§ **What you need to do**:
Could you filter the records below and keep only the lines with the word "derive"?

§ **Data listing**:

|---|

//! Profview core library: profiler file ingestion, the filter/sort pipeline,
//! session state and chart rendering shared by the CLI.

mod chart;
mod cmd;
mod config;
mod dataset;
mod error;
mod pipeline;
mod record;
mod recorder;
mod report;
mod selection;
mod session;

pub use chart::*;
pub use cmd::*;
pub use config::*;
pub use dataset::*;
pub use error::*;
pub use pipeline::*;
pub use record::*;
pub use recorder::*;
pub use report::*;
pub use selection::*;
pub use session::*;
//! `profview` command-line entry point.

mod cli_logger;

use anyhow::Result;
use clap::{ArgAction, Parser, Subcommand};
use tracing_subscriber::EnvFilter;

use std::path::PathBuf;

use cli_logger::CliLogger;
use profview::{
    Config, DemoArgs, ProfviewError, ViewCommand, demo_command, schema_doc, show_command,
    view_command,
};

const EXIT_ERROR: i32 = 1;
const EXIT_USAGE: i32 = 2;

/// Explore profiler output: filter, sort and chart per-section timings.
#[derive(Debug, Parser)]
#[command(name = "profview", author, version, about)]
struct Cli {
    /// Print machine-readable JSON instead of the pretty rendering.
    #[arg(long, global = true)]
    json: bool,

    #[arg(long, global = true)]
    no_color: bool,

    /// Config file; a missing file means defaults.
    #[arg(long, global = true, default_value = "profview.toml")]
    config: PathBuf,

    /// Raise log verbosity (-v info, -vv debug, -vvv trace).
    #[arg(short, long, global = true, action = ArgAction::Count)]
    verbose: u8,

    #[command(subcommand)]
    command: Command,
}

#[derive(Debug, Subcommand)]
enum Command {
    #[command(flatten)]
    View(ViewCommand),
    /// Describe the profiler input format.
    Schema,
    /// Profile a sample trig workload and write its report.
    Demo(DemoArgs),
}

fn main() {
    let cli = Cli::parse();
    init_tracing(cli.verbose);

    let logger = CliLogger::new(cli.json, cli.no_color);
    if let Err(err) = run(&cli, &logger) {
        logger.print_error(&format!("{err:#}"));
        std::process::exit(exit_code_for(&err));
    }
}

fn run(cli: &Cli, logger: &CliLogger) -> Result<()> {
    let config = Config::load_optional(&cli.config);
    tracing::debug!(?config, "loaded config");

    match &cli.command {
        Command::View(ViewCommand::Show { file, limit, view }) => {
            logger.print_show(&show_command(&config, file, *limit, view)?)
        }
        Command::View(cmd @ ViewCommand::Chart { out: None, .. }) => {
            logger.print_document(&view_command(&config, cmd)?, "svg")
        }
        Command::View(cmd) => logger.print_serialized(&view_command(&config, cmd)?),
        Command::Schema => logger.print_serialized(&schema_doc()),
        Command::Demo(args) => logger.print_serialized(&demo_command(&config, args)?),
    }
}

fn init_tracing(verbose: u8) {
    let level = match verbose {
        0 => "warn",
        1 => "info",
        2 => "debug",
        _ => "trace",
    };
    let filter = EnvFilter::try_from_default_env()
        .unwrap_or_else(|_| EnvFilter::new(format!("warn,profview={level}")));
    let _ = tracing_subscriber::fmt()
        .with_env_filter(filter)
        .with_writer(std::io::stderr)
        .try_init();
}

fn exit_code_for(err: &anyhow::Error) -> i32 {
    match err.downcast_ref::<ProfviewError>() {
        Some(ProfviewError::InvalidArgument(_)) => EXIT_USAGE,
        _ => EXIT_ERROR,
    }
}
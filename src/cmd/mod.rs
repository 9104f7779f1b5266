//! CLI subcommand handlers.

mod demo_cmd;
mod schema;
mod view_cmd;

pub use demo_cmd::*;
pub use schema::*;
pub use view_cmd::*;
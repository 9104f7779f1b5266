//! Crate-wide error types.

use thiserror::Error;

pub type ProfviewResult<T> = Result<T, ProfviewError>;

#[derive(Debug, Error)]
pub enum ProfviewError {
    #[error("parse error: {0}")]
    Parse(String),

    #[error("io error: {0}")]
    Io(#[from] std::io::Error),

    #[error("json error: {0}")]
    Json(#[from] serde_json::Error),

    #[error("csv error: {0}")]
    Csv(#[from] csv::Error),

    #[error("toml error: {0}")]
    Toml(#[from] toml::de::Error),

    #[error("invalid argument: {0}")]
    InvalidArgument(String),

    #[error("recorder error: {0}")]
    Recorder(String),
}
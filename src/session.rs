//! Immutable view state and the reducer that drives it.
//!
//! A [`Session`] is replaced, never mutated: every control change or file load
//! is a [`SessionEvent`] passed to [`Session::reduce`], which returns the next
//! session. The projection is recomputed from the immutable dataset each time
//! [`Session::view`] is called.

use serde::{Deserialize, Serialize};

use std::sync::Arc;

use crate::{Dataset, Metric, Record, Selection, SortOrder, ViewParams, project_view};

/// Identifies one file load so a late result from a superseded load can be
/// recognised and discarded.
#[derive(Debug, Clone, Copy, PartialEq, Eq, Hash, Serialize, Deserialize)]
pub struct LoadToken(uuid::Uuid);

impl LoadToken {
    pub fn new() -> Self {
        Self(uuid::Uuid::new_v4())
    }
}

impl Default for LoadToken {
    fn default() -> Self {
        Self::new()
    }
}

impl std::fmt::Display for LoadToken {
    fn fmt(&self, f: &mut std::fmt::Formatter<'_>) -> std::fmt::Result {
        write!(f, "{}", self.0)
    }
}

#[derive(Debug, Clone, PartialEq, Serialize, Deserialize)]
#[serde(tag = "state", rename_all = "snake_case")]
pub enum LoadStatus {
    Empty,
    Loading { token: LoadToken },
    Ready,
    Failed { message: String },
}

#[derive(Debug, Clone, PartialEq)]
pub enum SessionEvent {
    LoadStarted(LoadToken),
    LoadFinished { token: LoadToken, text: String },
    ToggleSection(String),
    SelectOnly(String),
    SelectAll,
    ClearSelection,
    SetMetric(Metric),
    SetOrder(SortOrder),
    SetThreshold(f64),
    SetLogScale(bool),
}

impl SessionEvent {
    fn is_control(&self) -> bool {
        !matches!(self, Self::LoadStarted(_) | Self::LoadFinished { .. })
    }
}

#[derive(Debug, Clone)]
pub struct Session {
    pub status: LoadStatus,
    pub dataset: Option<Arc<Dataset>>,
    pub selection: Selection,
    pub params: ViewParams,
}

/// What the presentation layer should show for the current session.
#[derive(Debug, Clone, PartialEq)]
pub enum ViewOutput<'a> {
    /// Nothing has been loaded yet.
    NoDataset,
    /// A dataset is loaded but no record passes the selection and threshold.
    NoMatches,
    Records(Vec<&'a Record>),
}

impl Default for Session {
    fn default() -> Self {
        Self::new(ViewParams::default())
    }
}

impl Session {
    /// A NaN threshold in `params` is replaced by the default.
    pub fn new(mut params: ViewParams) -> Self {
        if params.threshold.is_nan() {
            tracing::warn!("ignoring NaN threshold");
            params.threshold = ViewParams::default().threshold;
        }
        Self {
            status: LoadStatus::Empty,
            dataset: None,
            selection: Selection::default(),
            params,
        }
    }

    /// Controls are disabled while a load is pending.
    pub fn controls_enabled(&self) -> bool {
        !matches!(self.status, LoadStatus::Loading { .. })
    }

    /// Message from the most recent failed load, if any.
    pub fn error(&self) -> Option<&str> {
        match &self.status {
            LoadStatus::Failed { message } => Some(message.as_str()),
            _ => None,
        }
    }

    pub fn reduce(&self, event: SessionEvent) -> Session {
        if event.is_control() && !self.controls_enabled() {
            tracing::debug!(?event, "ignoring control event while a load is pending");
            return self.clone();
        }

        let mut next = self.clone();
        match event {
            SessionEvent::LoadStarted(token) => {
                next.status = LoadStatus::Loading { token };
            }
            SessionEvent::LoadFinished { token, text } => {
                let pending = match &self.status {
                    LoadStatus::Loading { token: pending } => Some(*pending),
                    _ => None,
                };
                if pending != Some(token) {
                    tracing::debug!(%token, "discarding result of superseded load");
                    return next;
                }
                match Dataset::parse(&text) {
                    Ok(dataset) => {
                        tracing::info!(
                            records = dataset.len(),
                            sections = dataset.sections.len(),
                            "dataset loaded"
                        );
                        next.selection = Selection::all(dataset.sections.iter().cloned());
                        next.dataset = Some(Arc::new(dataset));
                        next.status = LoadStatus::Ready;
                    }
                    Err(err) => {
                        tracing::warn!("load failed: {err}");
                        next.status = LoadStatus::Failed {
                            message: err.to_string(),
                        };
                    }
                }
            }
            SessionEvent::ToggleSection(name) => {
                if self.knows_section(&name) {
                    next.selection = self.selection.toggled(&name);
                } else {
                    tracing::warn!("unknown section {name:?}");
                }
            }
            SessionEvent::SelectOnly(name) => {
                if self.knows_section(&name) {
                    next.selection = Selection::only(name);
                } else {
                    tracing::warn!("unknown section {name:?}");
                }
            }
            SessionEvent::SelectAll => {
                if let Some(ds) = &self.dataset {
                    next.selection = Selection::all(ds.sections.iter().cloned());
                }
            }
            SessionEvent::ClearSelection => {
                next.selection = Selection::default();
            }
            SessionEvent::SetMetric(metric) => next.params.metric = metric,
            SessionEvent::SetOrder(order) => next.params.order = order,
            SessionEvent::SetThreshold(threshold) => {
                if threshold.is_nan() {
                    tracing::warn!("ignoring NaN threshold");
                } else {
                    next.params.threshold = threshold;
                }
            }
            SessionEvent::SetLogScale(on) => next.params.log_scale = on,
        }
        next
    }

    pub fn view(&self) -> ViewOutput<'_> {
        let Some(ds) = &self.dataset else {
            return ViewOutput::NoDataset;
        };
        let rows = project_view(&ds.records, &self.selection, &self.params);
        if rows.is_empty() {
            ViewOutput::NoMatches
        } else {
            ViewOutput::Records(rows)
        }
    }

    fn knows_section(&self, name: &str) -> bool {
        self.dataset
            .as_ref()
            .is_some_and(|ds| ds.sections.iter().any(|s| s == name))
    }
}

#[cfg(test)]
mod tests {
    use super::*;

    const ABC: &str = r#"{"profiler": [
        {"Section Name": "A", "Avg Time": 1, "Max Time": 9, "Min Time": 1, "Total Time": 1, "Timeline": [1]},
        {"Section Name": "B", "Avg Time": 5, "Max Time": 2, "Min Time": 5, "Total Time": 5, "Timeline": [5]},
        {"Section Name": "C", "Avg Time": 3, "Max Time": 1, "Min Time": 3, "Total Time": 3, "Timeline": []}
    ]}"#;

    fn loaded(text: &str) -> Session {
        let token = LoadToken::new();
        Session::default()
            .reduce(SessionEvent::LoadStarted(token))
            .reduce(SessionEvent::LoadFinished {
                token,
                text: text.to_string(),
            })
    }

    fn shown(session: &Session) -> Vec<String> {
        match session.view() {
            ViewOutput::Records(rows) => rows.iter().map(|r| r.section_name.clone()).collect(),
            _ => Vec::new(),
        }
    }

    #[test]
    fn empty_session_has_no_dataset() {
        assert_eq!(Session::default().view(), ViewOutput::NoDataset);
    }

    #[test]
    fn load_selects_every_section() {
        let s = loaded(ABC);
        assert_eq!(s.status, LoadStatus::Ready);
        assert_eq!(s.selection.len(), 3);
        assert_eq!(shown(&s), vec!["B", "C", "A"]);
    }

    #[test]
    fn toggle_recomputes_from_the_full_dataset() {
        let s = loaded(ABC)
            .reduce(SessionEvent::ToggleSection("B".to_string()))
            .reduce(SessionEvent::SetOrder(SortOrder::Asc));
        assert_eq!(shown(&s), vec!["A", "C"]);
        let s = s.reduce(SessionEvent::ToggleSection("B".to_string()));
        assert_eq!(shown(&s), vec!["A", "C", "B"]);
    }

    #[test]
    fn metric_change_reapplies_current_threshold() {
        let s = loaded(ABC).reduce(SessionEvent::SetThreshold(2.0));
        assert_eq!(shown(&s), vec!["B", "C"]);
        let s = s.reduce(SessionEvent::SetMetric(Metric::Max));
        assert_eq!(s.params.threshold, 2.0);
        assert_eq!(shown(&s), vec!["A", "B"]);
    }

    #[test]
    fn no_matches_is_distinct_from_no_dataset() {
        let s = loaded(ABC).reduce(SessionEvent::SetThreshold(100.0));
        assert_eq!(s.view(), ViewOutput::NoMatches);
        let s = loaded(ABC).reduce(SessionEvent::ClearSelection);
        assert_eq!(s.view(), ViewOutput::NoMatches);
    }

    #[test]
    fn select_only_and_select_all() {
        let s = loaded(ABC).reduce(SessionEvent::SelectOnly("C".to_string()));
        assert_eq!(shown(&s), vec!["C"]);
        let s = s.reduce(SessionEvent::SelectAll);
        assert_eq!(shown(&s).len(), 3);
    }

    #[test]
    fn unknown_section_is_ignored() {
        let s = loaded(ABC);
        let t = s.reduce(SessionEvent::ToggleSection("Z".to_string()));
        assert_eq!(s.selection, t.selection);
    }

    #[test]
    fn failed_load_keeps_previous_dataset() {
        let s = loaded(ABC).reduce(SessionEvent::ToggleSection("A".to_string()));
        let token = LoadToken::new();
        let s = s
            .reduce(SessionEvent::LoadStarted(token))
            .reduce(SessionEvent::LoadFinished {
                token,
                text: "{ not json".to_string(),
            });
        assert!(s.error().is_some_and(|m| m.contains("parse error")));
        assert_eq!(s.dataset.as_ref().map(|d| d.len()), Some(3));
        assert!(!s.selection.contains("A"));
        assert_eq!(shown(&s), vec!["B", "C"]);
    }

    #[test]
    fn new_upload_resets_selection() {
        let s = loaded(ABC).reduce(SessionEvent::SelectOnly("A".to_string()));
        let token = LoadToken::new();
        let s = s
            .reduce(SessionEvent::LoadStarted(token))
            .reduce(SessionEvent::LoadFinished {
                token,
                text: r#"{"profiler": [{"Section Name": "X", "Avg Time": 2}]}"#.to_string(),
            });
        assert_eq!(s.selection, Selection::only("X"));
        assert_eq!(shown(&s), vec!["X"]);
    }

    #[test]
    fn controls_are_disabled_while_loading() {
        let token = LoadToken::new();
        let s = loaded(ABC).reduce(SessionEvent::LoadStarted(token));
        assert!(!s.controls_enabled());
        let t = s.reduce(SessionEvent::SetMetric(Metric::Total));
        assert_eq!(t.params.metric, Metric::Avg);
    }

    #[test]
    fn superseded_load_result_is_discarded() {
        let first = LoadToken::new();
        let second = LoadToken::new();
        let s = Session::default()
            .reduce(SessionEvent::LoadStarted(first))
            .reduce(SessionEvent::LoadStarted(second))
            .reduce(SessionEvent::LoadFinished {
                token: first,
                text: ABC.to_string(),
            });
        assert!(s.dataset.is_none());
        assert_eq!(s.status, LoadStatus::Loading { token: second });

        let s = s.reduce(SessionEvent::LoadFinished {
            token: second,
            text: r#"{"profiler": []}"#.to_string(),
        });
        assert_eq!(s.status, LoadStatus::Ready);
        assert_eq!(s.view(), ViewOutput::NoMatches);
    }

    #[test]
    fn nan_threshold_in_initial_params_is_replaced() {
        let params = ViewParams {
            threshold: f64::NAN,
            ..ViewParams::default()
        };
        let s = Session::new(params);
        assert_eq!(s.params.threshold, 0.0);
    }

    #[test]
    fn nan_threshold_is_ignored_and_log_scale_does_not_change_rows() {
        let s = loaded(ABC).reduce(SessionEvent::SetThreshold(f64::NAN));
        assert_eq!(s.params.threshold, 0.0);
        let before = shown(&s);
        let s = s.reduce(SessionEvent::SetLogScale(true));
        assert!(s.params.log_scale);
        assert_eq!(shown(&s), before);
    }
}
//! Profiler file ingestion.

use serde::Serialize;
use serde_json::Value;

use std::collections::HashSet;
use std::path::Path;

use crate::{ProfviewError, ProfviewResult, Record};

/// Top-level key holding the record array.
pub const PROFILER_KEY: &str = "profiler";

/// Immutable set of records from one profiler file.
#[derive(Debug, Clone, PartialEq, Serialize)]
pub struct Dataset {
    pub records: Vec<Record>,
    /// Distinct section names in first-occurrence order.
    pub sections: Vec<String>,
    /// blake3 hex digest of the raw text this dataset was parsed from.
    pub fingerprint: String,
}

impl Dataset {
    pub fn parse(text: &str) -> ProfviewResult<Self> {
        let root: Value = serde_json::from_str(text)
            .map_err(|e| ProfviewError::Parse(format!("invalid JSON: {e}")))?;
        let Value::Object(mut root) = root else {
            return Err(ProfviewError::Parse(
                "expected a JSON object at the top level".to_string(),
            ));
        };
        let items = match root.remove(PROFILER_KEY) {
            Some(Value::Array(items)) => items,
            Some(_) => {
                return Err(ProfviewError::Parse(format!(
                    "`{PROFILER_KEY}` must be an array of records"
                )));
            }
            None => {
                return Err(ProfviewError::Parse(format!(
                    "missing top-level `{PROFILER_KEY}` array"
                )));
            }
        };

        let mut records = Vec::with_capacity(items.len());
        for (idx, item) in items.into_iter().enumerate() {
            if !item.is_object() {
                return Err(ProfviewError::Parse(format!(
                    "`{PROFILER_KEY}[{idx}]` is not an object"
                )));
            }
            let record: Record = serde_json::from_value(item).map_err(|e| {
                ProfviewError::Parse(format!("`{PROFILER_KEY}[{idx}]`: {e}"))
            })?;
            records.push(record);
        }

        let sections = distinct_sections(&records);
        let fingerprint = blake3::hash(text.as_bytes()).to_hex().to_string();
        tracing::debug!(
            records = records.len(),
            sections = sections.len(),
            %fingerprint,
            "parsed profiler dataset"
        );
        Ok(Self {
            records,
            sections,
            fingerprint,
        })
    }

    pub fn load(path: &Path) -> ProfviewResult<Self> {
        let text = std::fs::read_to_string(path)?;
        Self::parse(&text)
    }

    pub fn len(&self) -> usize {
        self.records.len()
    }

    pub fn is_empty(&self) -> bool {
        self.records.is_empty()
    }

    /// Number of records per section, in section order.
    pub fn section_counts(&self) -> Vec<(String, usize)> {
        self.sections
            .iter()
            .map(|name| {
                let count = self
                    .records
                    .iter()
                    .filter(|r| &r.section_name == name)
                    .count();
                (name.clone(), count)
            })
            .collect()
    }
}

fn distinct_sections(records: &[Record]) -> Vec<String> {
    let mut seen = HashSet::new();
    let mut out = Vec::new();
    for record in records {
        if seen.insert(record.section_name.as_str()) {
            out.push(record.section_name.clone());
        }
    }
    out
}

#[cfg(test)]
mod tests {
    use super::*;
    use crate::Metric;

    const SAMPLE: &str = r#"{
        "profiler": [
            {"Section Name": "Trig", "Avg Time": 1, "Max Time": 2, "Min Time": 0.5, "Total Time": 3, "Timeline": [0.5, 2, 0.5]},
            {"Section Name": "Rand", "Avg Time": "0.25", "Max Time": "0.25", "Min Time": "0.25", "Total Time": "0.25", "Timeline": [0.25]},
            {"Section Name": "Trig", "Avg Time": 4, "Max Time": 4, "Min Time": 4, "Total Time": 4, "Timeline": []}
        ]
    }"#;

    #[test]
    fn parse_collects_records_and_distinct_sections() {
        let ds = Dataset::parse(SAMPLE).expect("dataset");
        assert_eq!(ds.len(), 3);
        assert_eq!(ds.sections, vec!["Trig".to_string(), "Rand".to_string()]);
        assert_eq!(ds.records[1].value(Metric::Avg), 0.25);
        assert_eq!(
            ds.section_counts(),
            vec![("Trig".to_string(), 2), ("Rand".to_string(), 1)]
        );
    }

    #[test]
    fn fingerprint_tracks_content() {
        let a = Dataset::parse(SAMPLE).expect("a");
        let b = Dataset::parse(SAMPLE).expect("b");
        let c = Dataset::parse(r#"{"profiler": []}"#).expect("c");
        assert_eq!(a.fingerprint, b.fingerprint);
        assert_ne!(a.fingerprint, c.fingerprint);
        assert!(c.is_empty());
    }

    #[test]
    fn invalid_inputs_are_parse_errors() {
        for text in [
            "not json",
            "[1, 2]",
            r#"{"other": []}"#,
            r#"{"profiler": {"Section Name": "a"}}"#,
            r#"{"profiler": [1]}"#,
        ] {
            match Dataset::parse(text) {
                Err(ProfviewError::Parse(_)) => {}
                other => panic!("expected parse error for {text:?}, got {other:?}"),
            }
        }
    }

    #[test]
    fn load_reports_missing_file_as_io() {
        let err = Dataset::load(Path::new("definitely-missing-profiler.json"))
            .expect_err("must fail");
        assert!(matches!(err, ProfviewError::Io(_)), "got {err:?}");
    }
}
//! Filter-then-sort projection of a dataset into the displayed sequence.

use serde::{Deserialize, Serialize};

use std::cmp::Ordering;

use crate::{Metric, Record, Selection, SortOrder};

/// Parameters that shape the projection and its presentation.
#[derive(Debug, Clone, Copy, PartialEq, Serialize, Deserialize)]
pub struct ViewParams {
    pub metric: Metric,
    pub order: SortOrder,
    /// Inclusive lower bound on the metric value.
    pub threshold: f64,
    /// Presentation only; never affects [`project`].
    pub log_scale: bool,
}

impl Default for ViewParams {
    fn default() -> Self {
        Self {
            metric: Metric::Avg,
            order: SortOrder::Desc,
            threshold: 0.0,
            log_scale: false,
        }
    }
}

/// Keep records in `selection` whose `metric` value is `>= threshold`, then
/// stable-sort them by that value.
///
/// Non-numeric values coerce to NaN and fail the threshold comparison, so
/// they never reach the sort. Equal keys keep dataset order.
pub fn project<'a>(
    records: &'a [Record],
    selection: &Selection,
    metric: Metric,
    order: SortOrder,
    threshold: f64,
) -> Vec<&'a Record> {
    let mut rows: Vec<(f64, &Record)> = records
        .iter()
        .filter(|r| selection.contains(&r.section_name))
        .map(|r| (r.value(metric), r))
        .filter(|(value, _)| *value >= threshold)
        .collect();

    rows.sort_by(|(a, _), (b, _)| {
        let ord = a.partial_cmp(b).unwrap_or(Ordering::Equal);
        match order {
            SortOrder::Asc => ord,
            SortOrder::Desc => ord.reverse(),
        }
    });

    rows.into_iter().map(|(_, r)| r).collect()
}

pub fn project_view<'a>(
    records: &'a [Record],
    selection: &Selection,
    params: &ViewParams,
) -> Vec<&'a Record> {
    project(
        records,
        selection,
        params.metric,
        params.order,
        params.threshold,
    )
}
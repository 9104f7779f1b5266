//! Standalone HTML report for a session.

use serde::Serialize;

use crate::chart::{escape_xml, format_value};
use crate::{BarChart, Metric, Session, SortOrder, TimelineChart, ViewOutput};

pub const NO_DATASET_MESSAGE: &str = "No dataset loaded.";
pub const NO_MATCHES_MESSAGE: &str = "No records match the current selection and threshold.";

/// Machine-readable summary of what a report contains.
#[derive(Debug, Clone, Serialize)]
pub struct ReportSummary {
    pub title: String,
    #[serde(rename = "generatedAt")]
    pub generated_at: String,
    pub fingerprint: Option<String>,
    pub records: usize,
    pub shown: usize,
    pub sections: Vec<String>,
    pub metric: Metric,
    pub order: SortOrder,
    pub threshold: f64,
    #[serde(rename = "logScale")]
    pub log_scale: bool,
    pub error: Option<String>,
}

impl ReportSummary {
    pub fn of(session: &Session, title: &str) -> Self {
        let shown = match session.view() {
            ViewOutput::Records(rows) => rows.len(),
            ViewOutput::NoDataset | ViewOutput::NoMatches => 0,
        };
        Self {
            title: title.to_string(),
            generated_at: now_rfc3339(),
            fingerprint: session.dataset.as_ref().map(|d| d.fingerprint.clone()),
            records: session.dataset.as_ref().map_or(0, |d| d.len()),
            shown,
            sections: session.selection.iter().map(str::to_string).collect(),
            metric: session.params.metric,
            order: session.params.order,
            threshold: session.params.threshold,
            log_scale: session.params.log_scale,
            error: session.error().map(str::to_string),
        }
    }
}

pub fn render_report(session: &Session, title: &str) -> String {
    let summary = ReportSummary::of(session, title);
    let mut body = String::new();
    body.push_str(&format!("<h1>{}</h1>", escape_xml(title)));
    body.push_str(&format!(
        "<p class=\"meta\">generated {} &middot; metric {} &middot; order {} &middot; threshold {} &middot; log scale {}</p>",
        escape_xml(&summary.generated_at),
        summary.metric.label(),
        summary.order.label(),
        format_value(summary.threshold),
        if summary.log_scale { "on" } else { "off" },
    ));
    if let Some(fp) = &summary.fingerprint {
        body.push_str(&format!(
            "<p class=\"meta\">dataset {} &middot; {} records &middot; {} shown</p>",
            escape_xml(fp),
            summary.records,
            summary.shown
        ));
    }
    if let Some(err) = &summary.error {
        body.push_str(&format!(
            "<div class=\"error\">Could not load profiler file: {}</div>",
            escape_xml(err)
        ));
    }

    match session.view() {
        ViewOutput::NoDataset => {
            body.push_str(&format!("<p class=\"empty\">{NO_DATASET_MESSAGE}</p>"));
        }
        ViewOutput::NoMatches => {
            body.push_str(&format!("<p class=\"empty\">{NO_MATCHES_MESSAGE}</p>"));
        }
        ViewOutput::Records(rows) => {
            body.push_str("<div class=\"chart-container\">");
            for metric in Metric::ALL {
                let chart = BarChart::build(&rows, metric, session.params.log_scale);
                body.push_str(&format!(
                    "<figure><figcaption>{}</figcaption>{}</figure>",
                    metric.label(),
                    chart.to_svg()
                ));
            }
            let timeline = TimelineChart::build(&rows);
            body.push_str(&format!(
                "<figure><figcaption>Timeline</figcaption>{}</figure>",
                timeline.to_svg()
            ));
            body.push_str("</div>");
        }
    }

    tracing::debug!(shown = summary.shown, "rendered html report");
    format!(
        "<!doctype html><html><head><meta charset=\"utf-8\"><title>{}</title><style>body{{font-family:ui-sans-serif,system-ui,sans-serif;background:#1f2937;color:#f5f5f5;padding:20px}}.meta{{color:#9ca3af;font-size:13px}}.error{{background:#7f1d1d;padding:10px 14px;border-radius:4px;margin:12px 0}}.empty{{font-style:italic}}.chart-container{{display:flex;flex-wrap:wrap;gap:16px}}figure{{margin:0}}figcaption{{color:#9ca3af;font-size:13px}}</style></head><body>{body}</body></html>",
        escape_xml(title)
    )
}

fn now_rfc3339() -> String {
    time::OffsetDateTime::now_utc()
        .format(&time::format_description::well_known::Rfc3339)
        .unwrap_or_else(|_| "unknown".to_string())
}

|---|

§ **Result for this exercise**:
#[derive(Debug, Parser)]
#[derive(Debug, Subcommand)]
#[derive(Debug, Error)]
#[derive(Debug, Clone, Copy, PartialEq, Eq, Hash, Serialize, Deserialize)]
#[derive(Debug, Clone, PartialEq, Serialize, Deserialize)]
#[derive(Debug, Clone, PartialEq)]
#[derive(Debug, Clone)]
#[derive(Debug, Clone, PartialEq)]
#[derive(Debug, Clone, PartialEq, Serialize)]
#[derive(Debug, Clone, Copy, PartialEq, Serialize, Deserialize)]
#[derive(Debug, Clone, Serialize)]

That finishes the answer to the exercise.